While some databases support multiple storage engines, which exhibit certain access advantages, these storage engines cannot communicate. This has to do with the execution engine working only for the data format it supports. Also, some workloads oscillate and most adaptive databases do not account for that.

5. What is the core intuition for the solution?

H20 incorporates multiple storage layouts, but abstracted by a single engine. Second, it adaptively selects, during query processing, which layout is best for the query and data parts. The data is materialized in different patterns depending on the workload. Also, the storage and access patterns are tailored to the properties of the query.

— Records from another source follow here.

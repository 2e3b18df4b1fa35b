//! # web-rag
//!
//! A Rust web service that ingests web pages and PDFs into category-partitioned
//! vector collections and answers questions grounded on them.
//!
//! ## Architecture
//!
//! Ingestion runs in the background; answering is a straight pipeline:
//!
//! ```text
//!   ┌──────────┐     ┌───────────────┐     ┌──────────────┐
//!   │   URL    │────►│   Extractor   │────►│   Chunker    │
//!   └──────────┘     │ HTML / PDF    │     │ token windows│
//!                    └───────────────┘     └──────┬───────┘
//!                                                 │ chunks
//!                                                 ▼
//!                    ┌───────────────┐     ┌──────────────┐
//!                    │ Source Ledger │◄────│ Vector Store │
//!                    │ sources.json  │     │  Adapter     │
//!                    └───────────────┘     └──────┬───────┘
//!                                                 │
//!   ┌──────────┐                                  │
//!   │  Query   │──► embed ──► fetch_k nearest ────┘
//!   └──────────┘                  │
//!                                 ▼
//!                     ┌───────────────────────┐
//!                     │   MMR selection (k)   │
//!                     │ λ·sim − (1−λ)·redund. │
//!                     └───────────┬───────────┘
//!                                 ▼
//!                     ┌───────────────────────┐
//!                     │   Relevance Filter    │
//!                     │ cosine ≥ threshold    │
//!                     │ keyword overlap > 0   │
//!                     └───────────┬───────────┘
//!                                 ▼
//!                     ┌───────────────────────┐
//!                     │   Answer Composer     │
//!                     │ tagged context block  │
//!                     │ bounded generation    │
//!                     └───────────┬───────────┘
//!                                 ▼
//!                       answer + ranked sources
//! ```
//!
//! ## Module Overview
//!
//! - [`config`] - Environment-based configuration for storage, retrieval, and LLM settings
//! - [`error`] - `RagError` taxonomy and its HTTP status mapping
//! - [`models`] - Shared data types: `Chunk`, `CandidateResult`, `SourceEntry`, request/response types
//! - [`chunking`] - Token-window chunker over a pluggable tokenizer
//! - [`extract`] - URL content extraction (HTML via scraper, PDF via pdf-extract)
//! - [`search::vector`] - In-memory vector collection with cosine similarity and disk persistence
//! - [`search::mmr`] - Maximal marginal relevance selection
//! - [`search::adapter`] - Category routing, embedding, insert/search/clear over collections
//! - [`search::filter`] - Similarity threshold plus lexical overlap gate
//! - [`answer`] - Prompt assembly and pooled, time-bounded generation
//! - [`ledger`] - Per-URL ingestion bookkeeping
//! - [`llm::embeddings`] - Batch embedding generation via Ollama or OpenAI-compatible APIs
//! - [`llm::generate`] - Answer generation via Ollama or OpenAI-compatible APIs
//! - [`service`] - `RagService`, the pipeline object with its lifecycle
//! - [`api`] - Axum HTTP handlers
//! - [`state`] - Shared application state wiring concrete collaborators

pub mod answer;
pub mod api;
pub mod chunking;
pub mod config;
pub mod error;
pub mod extract;
pub mod ledger;
pub mod llm;
pub mod models;
pub mod search;
pub mod service;
pub mod state;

H20 does not make any fixed decisions regarding layout or execution. Everything is adaptive with respect to the workload. Essentially, H2O distinguishes between the SELECT and WHERE clauses and provides access patterns based on each. The new layout is not generated until it is actually queried.

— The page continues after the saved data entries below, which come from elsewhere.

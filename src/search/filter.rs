//! Relevance filter: a stricter second gate over retrieved candidates.
//!
//! 1. Recompute cosine similarity between the query embedding and each
//!    candidate's own embedding; drop anything under the threshold.
//! 2. Drop candidates sharing no words with the query.
//! 3. Stable-sort by (similarity, keyword overlap) descending.

use std::collections::HashSet;

use super::vector::cosine_similarity;
use crate::models::CandidateResult;

/// Lower-cased, whitespace-delimited words with surrounding punctuation trimmed.
pub fn word_set(text: &str) -> HashSet<String> {
    text.split_whitespace()
        .map(|w| w.trim_matches(|c: char| !c.is_alphanumeric()).to_lowercase())
        .filter(|w| !w.is_empty())
        .collect()
}

/// Number of distinct words shared by `query_words` and `content`.
pub fn keyword_overlap(query_words: &HashSet<String>, content: &str) -> usize {
    word_set(content)
        .iter()
        .filter(|w| query_words.contains(*w))
        .count()
}

pub fn filter_candidates(
    candidates: Vec<CandidateResult>,
    query: &str,
    query_embedding: &[f32],
    similarity_threshold: f32,
) -> Vec<CandidateResult> {
    let query_words = word_set(query);

    let mut kept: Vec<CandidateResult> = candidates
        .into_iter()
        .filter_map(|mut c| {
            let similarity = cosine_similarity(query_embedding, &c.embedding).clamp(0.0, 1.0);
            // NaN compares false against any threshold
            if similarity.is_nan() || similarity < similarity_threshold {
                return None;
            }
            let overlap = keyword_overlap(&query_words, &c.content);
            if overlap == 0 {
                return None;
            }
            c.similarity_score = similarity;
            c.keyword_overlap = overlap;
            Some(c)
        })
        .collect();

    kept.sort_by(|a, b| {
        b.similarity_score
            .partial_cmp(&a.similarity_score)
            .unwrap_or(std::cmp::Ordering::Equal)
            .then_with(|| b.keyword_overlap.cmp(&a.keyword_overlap))
    });

    tracing::debug!("Relevance filter kept {} candidates", kept.len());
    kept
}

6. Does the paper prove its claims?

First, the authors compare two state-of-the-art row-store and column-store databases. The results show that the row store has higher access time than the column-store until a large number of attributes are accessed. Further, the aggregation time is consistently lower for the column-store - most likely due to the organization of attributes into tuples and pages as well as the lower interpretation overhead for column stores. Neither database is optimal throughout the entire experiment.

The authors show that H20 selects the access for best performance given both demonstrative and real-world workloads. This is accomplished by first showing that fixed data layout approaches do not handle workloads with high variety. Then, adaptive layouts and adaptive query execution are presented and shown to handle changing workloads. Later, it is shown that refining the layouts provide good access performance. Finally, H20 is compared to various databases with static data layouts.

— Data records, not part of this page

use tracing_subscriber::EnvFilter;

use web_rag::api;
use web_rag::config::Config;
use web_rag::state::AppState;

#[tokio::main]
async fn main() -> anyhow::Result<()> {
    // Initialize tracing
    tracing_subscriber::fmt()
        .with_env_filter(
            EnvFilter::try_from_default_env().unwrap_or_else(|_| EnvFilter::new("info")),
        )
        .init();

    let config = Config::from_env();
    config.validate()?;
    tracing::info!("Data directory: {}", config.data_dir.display());
    tracing::info!("LLM provider: {} ({})", config.llm.provider, config.llm.base_url);
    tracing::info!(
        "Collections: {:?}, chunk {}/{} tokens, threshold {}",
        config.rag.collection_mode,
        config.rag.chunk_size,
        config.rag.chunk_overlap,
        config.rag.similarity_threshold
    );

    let bind_addr = config.bind_addr.clone();
    let state = AppState::new(config)?;
    let rag = state.rag.clone();

    let app = api::router(state);

    let listener = tokio::net::TcpListener::bind(&bind_addr).await?;
    tracing::info!("Server listening on {bind_addr}");

    axum::serve(listener, app)
        .with_graceful_shutdown(shutdown_signal())
        .await?;

    rag.shutdown();
    Ok(())
}

async fn shutdown_signal() {
    if let Err(e) = tokio::signal::ctrl_c().await {
        tracing::error!("Failed to listen for shutdown signal: {e}");
        std::future::pending::<()>().await;
    }
    tracing::info!("Shutdown signal received");
}
//! Token-window chunking aligned with the embedding model's tokenizer.

pub mod tokenizer;

use std::ops::Range;
use std::sync::Arc;

pub use tokenizer::{HfTokenizer, TokenCodec, WordTokenizer};

/// Splits raw text into bounded, overlapping token windows.
#[derive(Clone)]
pub struct Chunker {
    codec: Arc<dyn TokenCodec>,
    chunk_size: usize,
    overlap: usize,
}

impl Chunker {
    /// `chunk_size` is clamped to at least 1 and `overlap` to below `chunk_size`.
    pub fn new(codec: Arc<dyn TokenCodec>, chunk_size: usize, overlap: usize) -> Self {
        let chunk_size = chunk_size.max(1);
        Self {
            codec,
            chunk_size,
            overlap: overlap.min(chunk_size - 1),
        }
    }

    pub fn chunk_size(&self) -> usize {
        self.chunk_size
    }

    pub fn overlap(&self) -> usize {
        self.overlap
    }

    /// Chunk `text` into windows of at most `chunk_size` tokens.
    ///
    /// If the tokenizer fails the original text comes back as a single chunk.
    pub fn chunk(&self, text: &str) -> Vec<String> {
        if text.trim().is_empty() {
            return Vec::new();
        }

        let scoped = self.codec.scoped();
        let codec = scoped.as_deref().unwrap_or(&*self.codec);

        let ids = match codec.encode(text) {
            Ok(ids) => ids,
            Err(e) => {
                tracing::warn!("Tokenizer failed, keeping text as one chunk: {e:#}");
                return vec![text.to_string()];
            }
        };

        let mut chunks = Vec::new();
        for window in token_windows(ids.len(), self.chunk_size, self.overlap) {
            match codec.decode(&ids[window]) {
                Ok(decoded) => chunks.push(decoded),
                Err(e) => {
                    tracing::warn!("Token decode failed, keeping text as one chunk: {e:#}");
                    return vec![text.to_string()];
                }
            }
        }
        chunks
    }
}

/// Token ranges for sliding windows over `len` tokens.
///
/// Window `i` starts at `i * (chunk_size - overlap)`. The last window is the
/// first one that reaches the end, so no window is contained in its predecessor.
pub fn token_windows(len: usize, chunk_size: usize, overlap: usize) -> Vec<Range<usize>> {
    if len == 0 || chunk_size == 0 || overlap >= chunk_size {
        return Vec::new();
    }

    let step = chunk_size - overlap;
    let mut windows = Vec::with_capacity(len / step + 1);
    let mut start = 0usize;
    loop {
        let end = (start + chunk_size).min(len);
        windows.push(start..end);
        if end == len {
            break;
        }
        start += step;
    }
    windows
}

7. What is the setup of analysis/experiments? is it sufficient?

All experiments are conducted in a Sandy Bridge server with a dual socket Intel(R) Xeon(R) CPU E5-2660 (8 cores per socket @ 2.20 GHz), equipped with 64 KB L1 cache and 256 KB L2 cache per core, 20 MB L3 cache shared, and 128 GB RAM running Red Hat Enterprise Linux 6.3 (Santiago - 64bit) with kernel version 2.6.32. The server is equipped with a RAID-0 of 7 250 GB 7500 RPM SATA disks. Also, H2O was written in C++.

The authors use both fine-tuned micro-benchmarks and the real-life workload SDSS from the SkyServer project. In the micro-benchmarks, 100 million tuples with 150 attributes of random integer values were used. A sequence of 100 queries were executed. The use of both tests is important (and sufficient) because the micro-benchmarks are designed to stress test the database, while the SkyServer project represents real-world data.

8. Are there any gaps in the logic/proof?

Most relational data does not change in terms of number of columns. The application of adaptive data organization seems to apply to a small subset of real-world cases, or the authors do not address the settling time by which H2O reaches a static layout. However, the authors do discuss handling of oscillating workloads, which will lead to a slow progression of access patterns which should converge to a performant-optimal design, though it is not directly examined.

9. Describe at least one possible next step.

The authors should discuss the use of user-defined functions in query execution. This is a common DBA use-case, along with queries and read-only materialized views. Particularly, materialized views may push the data-layout selection to the far right for atomic normalized tables. It would be a meaningful study to see which balance or imbalance H2O selects.

BibTex Citation

@inproceedings{alagiannis2014h2o,
  title={H2O: a hands-free adaptive store},
  author={Alagiannis, Ioannis and Idreos, Stratos and Ailamaki, Anastasia},
  booktitle={Proceedings of the 2014 ACM SIGMOD international conference on Management of data},
  pages={1103--1114},
  year={2014},
  organization={ACM}
}